Normally, however, drilling is necessary to confirm the presence or absence of commercially producible amounts of gas and oil. Geologic information is also provided by drilling and is obtained through the use of modern borehole logging techniques. Drilling technology has advanced substantially in recent decades, particularly with respect to the capability of drilling from ships in water as deep as 1,800 m (6000 ft), or from platforms whose legs are anchored to the seafloor. The development of horizontal drilling techniques has increased productivity, allowing producers access to deposits that were previously left untapped.
Drilling
Most wells are now drilled by the rotary method. A steel bit attached to a drill pipe is revolved at the bottom of a hole. This action breaks up the rock by chipping and cutting it. Meanwhile a special mud mixture runs down through the multichannel drill pipe, lubricating the bit, carrying rock cuttings upward to the surface, and creating a pressure that prevents subsurface water from infiltrating the well area. When the drill reaches oil-bearing formations, a casing pipe containing special tubing is lowered into the hole and used to withdraw the fluid. If necessary, explosives or special acid or sand solutions may be injected through the casing pipe to break up the formation and increase the flow of oil and gas. The rate of the flow and the pressure and volume of the well are controlled by special pipings and gate valves--called a "Christmas tree"--installed on the drilling rig above ground.
Once it has been established that a formation contains oil or gas, the precise limits of the field must be delineated through further drilling, since only a portion of any given geological formation will contain petroleum. Production begins once it is known that the extent of the field will allow economical exploitation, and the precise placement of wells is determined after analysis of the size of the field and the geology of the rock.
Drilling continues after a field enters production. Extension wells are drilled to further define the boundaries of the oil, infill drilling is conducted within the field to increase recovery rates, and service wells are used to reopen wells that have become clogged. Additionally, wells are often drilled at the same location but to different depths, to test other geological structures for the presence of petroleum.

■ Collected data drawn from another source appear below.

//! Fleet summary types.

use super::entry::FleetEntry;
use crate::drift::DriftStatus;
use crate::sync::{SyncOutcome, SyncStatus};

/// Aggregate of one `sync` or `check` run.
#[derive(Debug, Clone, Default)]
pub struct FleetSummary {
    /// Repositories synced successfully.
    pub synced: usize,

    /// Repositories whose sync failed.
    pub failed: usize,

    /// Repositories skipped by a dry run.
    pub skipped: usize,

    /// Repositories without working-tree changes.
    pub clean: usize,

    /// Repositories with working-tree changes.
    pub drifted: usize,

    /// Repositories whose status could not be queried.
    pub indeterminate: usize,

    /// Repositories never processed because the run was cancelled.
    pub abandoned: usize,

    /// Whether this was a dry run.
    pub dry_run: bool,

    entries: Vec<FleetEntry>,
}

impl FleetSummary {
    /// Creates a new empty summary.
    #[must_use]
    pub fn new(dry_run: bool) -> Self {
        Self {
            dry_run,
            ..Default::default()
        }
    }

    /// Records a sync outcome. Every outcome becomes an entry.
    pub fn record_sync(&mut self, outcome: SyncOutcome) {
        match outcome.status {
            SyncStatus::Synced => self.synced += 1,
            SyncStatus::Conflicted => self.failed += 1,
            SyncStatus::Skipped => self.skipped += 1,
        }
        self.entries.push(FleetEntry::Sync(outcome));
    }

    /// Records a drift check. Only drifted repositories become entries.
    pub fn record_drift(&mut self, status: DriftStatus) {
        match status {
            DriftStatus::Clean => self.clean += 1,
            DriftStatus::Indeterminate { .. } => self.indeterminate += 1,
            DriftStatus::Drifted(report) => {
                self.drifted += 1;
                self.entries.push(FleetEntry::Drift(report));
            }
        }
    }

    /// Appends `other` after this summary, keeping both entry orders.
    pub fn merge(&mut self, other: FleetSummary) {
        self.synced += other.synced;
        self.failed += other.failed;
        self.skipped += other.skipped;
        self.clean += other.clean;
        self.drifted += other.drifted;
        self.indeterminate += other.indeterminate;
        self.abandoned += other.abandoned;
        self.dry_run |= other.dry_run;
        self.entries.extend(other.entries);
    }

    /// Entries in the order they were recorded.
    #[must_use]
    pub fn entries(&self) -> &[FleetEntry] {
        &self.entries
    }

    /// Number of repositories that were processed.
    #[must_use]
    pub fn processed(&self) -> usize {
        self.synced + self.failed + self.skipped + self.clean + self.drifted + self.indeterminate
    }

    /// Number of repositories whose status was actually checked.
    #[must_use]
    pub fn checked(&self) -> usize {
        self.clean + self.drifted + self.indeterminate
    }

    /// Returns true if any sync failed.
    #[must_use]
    pub fn has_failures(&self) -> bool {
        self.failed > 0
    }
}
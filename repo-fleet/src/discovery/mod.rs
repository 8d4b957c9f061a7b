//! Local repository discovery.
//!
//! Walks the fleet root one level deep and yields every immediate
//! subdirectory that is a git working tree.

mod error;
mod repository;

pub use error::DiscoveryError;
pub use repository::Repository;

use std::fs::ReadDir;
use std::path::{Path, PathBuf};
use tracing::{debug, info, warn};

/// Lazy iterator over the repositories under a fleet root.
///
/// Entries come out in filesystem order. The iterator can only be consumed
/// once; call [`discover_repositories`] again for a fresh scan.
#[derive(Debug)]
pub struct Repositories {
    root: PathBuf,
    entries: ReadDir,
}

impl Iterator for Repositories {
    type Item = Repository;

    fn next(&mut self) -> Option<Self::Item> {
        for entry in self.entries.by_ref() {
            let entry = match entry {
                Ok(entry) => entry,
                Err(e) => {
                    warn!(root = %self.root.display(), error = %e, "Skipping unreadable entry");
                    continue;
                }
            };

            let path = entry.path();
            if !path.is_dir() {
                continue;
            }
            if !Repository::is_repository(&path) {
                debug!(path = %path.display(), "Not a repository, skipping");
                continue;
            }
            return Some(Repository::new(path));
        }
        None
    }
}

/// Starts a scan of `root`.
///
/// # Errors
///
/// Returns [`DiscoveryError::RootInaccessible`] if the root cannot be
/// resolved or listed. Nothing is yielded in that case.
pub fn discover_repositories(root: &Path) -> Result<Repositories, DiscoveryError> {
    let inaccessible = |source| DiscoveryError::RootInaccessible {
        path: root.display().to_string(),
        source,
    };

    let root = std::fs::canonicalize(root).map_err(inaccessible)?;
    let entries = std::fs::read_dir(&root).map_err(inaccessible)?;
    info!(root = %root.display(), "Scanning fleet root");

    Ok(Repositories { root, entries })
}

/// Scans `root` and returns the repositories sorted by name.
///
/// # Errors
///
/// See [`discover_repositories`].
pub fn discover_sorted(root: &Path) -> Result<Vec<Repository>, DiscoveryError> {
    let mut repositories: Vec<Repository> = discover_repositories(root)?.collect();
    repositories.sort_by(|a, b| a.name.cmp(&b.name));
    info!(count = repositories.len(), "Discovery complete");
    Ok(repositories)
}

The chemistry of the oil, and especially the presence of gas, can require additional aboveground processing equipment. When natural gas is present, it must be separated from the liquid petroleum; lighter liquids like ethane, butane, and propane must be condensed out of the gas, to be sold as fuels or to the petrochemical industry. At gas fields carbon dioxide and sulfur gases may exist as contaminants and are stripped out before the gas is shipped.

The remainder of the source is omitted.